お金を回収したいときの2つの選択肢
「お金を貸したのに返してもらえない」「商品の代金を支払ってくれない」など、金銭トラブルに直面したとき、裁判以外にも手軽な法的手段があることをご存じでしょうか?
簡易裁判所で利用できる2つの代表的な制度に「少額訴訟」と「支払督促」があります。
どちらも比較的スピーディーかつ低コストで利用できる手段ですが、仕組みや進め方がまったく異なります。この記事では、両者の違いをわかりやすく解説し、どちらを選ぶべきかの判断基準までご紹介します。
少額訴訟とは?特徴と基本的な流れ
少額訴訟は、60万円以下の金銭請求を対象とした簡易な訴訟制度です。
特徴は次の通りです:
- 対象は金銭の支払い請求のみ
- 原則として1回の期日で審理が終わり、判決が出ます
- 簡易裁判所で原告・被告が対面で意見を述べ合います
- 支払命令付きの判決が出れば、差し押さえ・強制執行が可能
少額訴訟は証拠を提示し、直接主張できるので、争いが予想されるケースに向いています。また少額訴訟では「和解」を進められるケースもあります。和解になるケースは少なくなく、少額訴訟の4割程度であるといわれています。
支払督促とは?特徴と基本的な流れ
一方、支払督促は、書面だけで進む簡易な手続きです。主な流れは以下の通り:
- 簡易裁判所が、あなたの請求を審査し、請求が認められれば通知を発行
- 被告(相手方)に書類が郵送され、異議がなければ「仮執行宣言付支払督促」が確定
- 異議が出なければ、判決と同じ効力が発生
- 強制執行も可能になります
支払督促は裁判所に出向く必要がなく、書類、オンラインで完結するため、少額訴訟よりもずっと手間が少ないのがメリットです。
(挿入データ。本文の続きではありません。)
//! Cart lines and the computed cart view.

use greenhouse_core::{PlantId, Price};
use serde::Serialize;

use super::plant::Plant;

/// Largest quantity a single cart or order line may hold.
pub const MAX_LINE_QUANTITY: u32 = 10_000;

/// One catalog item in a session's cart.
///
/// Serializes as the plant snapshot with a `quantity` field alongside.
#[derive(Debug, Clone, Serialize)]
pub struct CartLine {
    #[serde(flatten)]
    pub plant: Plant,
    /// Always greater than zero while the line exists.
    pub quantity: u32,
}

impl CartLine {
    #[must_use]
    pub const fn plant_id(&self) -> &PlantId {
        &self.plant.id
    }

    /// Snapshot price times quantity.
    #[must_use]
    pub fn line_total(&self) -> Price {
        self.plant.price.times(self.quantity)
    }
}

/// Cart contents plus the derived totals, computed on every read.
#[derive(Debug, Clone, Serialize)]
#[serde(rename_all = "camelCase")]
pub struct CartView {
    pub items: Vec<CartLine>,
    pub total: Price,
    pub item_count: u64,
}

impl CartView {
    /// The zero-state cart.
    #[must_use]
    pub const fn empty() -> Self {
        Self {
            items: Vec::new(),
            total: Price::ZERO,
            item_count: 0,
        }
    }

    /// Build a view over the given lines.
    #[must_use]
    pub fn from_lines(lines: &[CartLine]) -> Self {
        Self {
            items: lines.to_vec(),
            total: lines.iter().map(CartLine::line_total).sum(),
            item_count: lines.iter().map(|line| u64::from(line.quantity)).sum(),
        }
    }
}
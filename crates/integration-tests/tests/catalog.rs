//! Integration tests for the catalog, contact form and health check.

#![allow(clippy::unwrap_used)]

use greenhouse_integration_tests::TestContext;
use reqwest::StatusCode;
use serde_json::json;

#[tokio::test]
async fn test_health() {
    let ctx = TestContext::new().await;
    let resp = ctx.client.get(ctx.url("/health")).send().await.unwrap();

    assert_eq!(resp.status(), StatusCode::OK);
    assert!(resp.headers().contains_key("x-request-id"));
    assert_eq!(resp.text().await.unwrap(), "ok");
}

#[tokio::test]
async fn test_listing_filters_and_pagination() {
    let ctx = TestContext::new().await;

    let (status, body) = ctx
        .get("/plants?category=indoor&inStock=true&maxPrice=1500", None)
        .await;
    assert_eq!(status, StatusCode::OK);
    assert_eq!(body["plants"][0]["id"], "monstera-deliciosa-swiss");
    assert_eq!(body["total"], 1);

    let (status, body) = ctx.get("/plants?limit=5&page=2", None).await;
    assert_eq!(status, StatusCode::OK);
    assert_eq!(body["page"], 2);
    assert_eq!(body["limit"], 5);
    assert_eq!(body["plants"].as_array().unwrap().len(), 5);
    assert_eq!(body["totalPages"], 3);
}

#[tokio::test]
async fn test_listing_rejects_unknown_sort() {
    let ctx = TestContext::new().await;
    let (status, body) = ctx.get("/plants?sort=cheapest", None).await;
    assert_eq!(status, StatusCode::BAD_REQUEST);
    assert_eq!(body["success"], false);
}

#[tokio::test]
async fn test_plant_detail_and_categories() {
    let ctx = TestContext::new().await;

    let (status, body) = ctx.get("/plants/monstera-deliciosa-swiss", None).await;
    assert_eq!(status, StatusCode::OK);
    assert_eq!(body["plant"]["stockQuantity"], 18);

    let (status, _) = ctx.get("/plants/plastic-fern", None).await;
    assert_eq!(status, StatusCode::NOT_FOUND);

    let (status, body) = ctx.get("/plants/categories", None).await;
    assert_eq!(status, StatusCode::OK);
    let total: u64 = body["categories"]
        .as_array()
        .unwrap()
        .iter()
        .map(|c| c["count"].as_u64().unwrap())
        .sum();
    assert_eq!(total, 12);
}

#[tokio::test]
async fn test_contact_form_sends_acknowledgement() {
    let ctx = TestContext::new().await;

    let (status, body) = ctx
        .post(
            "/contact",
            &json!({
                "name": "Ann",
                "email": "ann@x.com",
                "message": "Do you ship to Goa?",
            }),
        )
        .await;
    assert_eq!(status, StatusCode::OK);
    assert_eq!(body["success"], true);
    assert_eq!(ctx.notifier.count_kind("contact_acknowledgement"), 1);
    // No shop inbox is configured by default.
    assert_eq!(ctx.notifier.count_kind("contact_message"), 0);
}

#[tokio::test]
async fn test_contact_form_validation() {
    let ctx = TestContext::with_failing_notifier().await;

    let (status, _) = ctx
        .post(
            "/contact",
            &json!({ "name": "Ann", "email": "nope", "message": "Hi" }),
        )
        .await;
    assert_eq!(status, StatusCode::BAD_REQUEST);

    let (status, body) = ctx
        .post(
            "/contact",
            &json!({ "name": "", "email": "ann@x.com", "message": "Hi" }),
        )
        .await;
    assert_eq!(status, StatusCode::BAD_REQUEST);
    assert_eq!(body["message"], "Name and message are required.");

    // Delivery failures do not surface.
    let (status, _) = ctx
        .post(
            "/contact",
            &json!({ "name": "Ann", "email": "ann@x.com", "message": "Hi" }),
        )
        .await;
    assert_eq!(status, StatusCode::OK);
}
ただし少額訴訟と同じように、支払督促でも相手の異議申し立てにより、通常訴訟に移行する可能性があります。そのため支払督促よりも、最初から少額訴訟や通常訴訟を選択していたほうが、解決までの時間やコストが少なくなる場合もあります。

少額訴訟と支払督促の比較(メリット・デメリット)
以下の表に、両者の特徴をまとめて比較しました:
項目 | 少額訴訟 | 支払督促 |
---|---|---|
手続きの公開 | 公開の法廷で審理 | 非公開・書面のみ |
出廷の必要性 | あり(原告・被告とも出席) | なし(書面で完了) |
相手の異議が出た場合 | 通常訴訟へ移行 | 同様に通常訴訟へ移行 |
スピード感 | 比較的早い | より早く終わる可能性あり |
証拠の提示 | 必要(その場で提出) | 基本的に不要 |
コスト | 安価(数千円〜) | 通常訴訟の半分程度 |
どちらを選ぶべき?ケース別おすすめ判断基準
少額訴訟、支払督促、どちらの制度を使うかは、相手の対応やご自分の状況によって判断しましょう。
支払督促がおすすめなケース:
- 相手が請求を認めていて支払いを先延ばしにしているだけ
- 裁判所に行くのが難しい
- 相手が連絡を絶っている場合
少額訴訟がおすすめなケース:
- 相手が「払わない」と明言しているなど、争いがある
- 書類だけでは伝えにくい主張や証拠がある
- 相手と話す機会を作りたい(和解の可能性を探りたい)
目的と状況に合わせて、適切な制度を選ぼう
「少額訴訟」と「支払督促」は、どちらも費用をかけずに金銭トラブルを解決できる制度です。しかし、その使いやすさや向いている場面には明確な違いがあります。
注意が必要なのは、少額訴訟、支払督促のいずれも、相手の異議申し立てによって、通常訴訟に移行する可能性があることです。そうなると、裁判所に何回も足を運ばなければなりません。
また通常訴訟と違って、相手の住所がわからない場合は、少額訴訟、支払督促のいずれも利用することができない点にも注意が必要です。さらに少額訴訟、支払督促のいずれであっても、相手が支払い命令に応じないことが想定されます。その場合には差し押さえと強制執行が必要となるため、事前に相手の銀行口座などを把握しなければなりません。
大切なのは、「相手の出方」や「自分の準備状況」に応じて、最適な方法を選ぶことです。
不安な場合は、法テラスや弁護士・司法書士への相談も検討してみてください。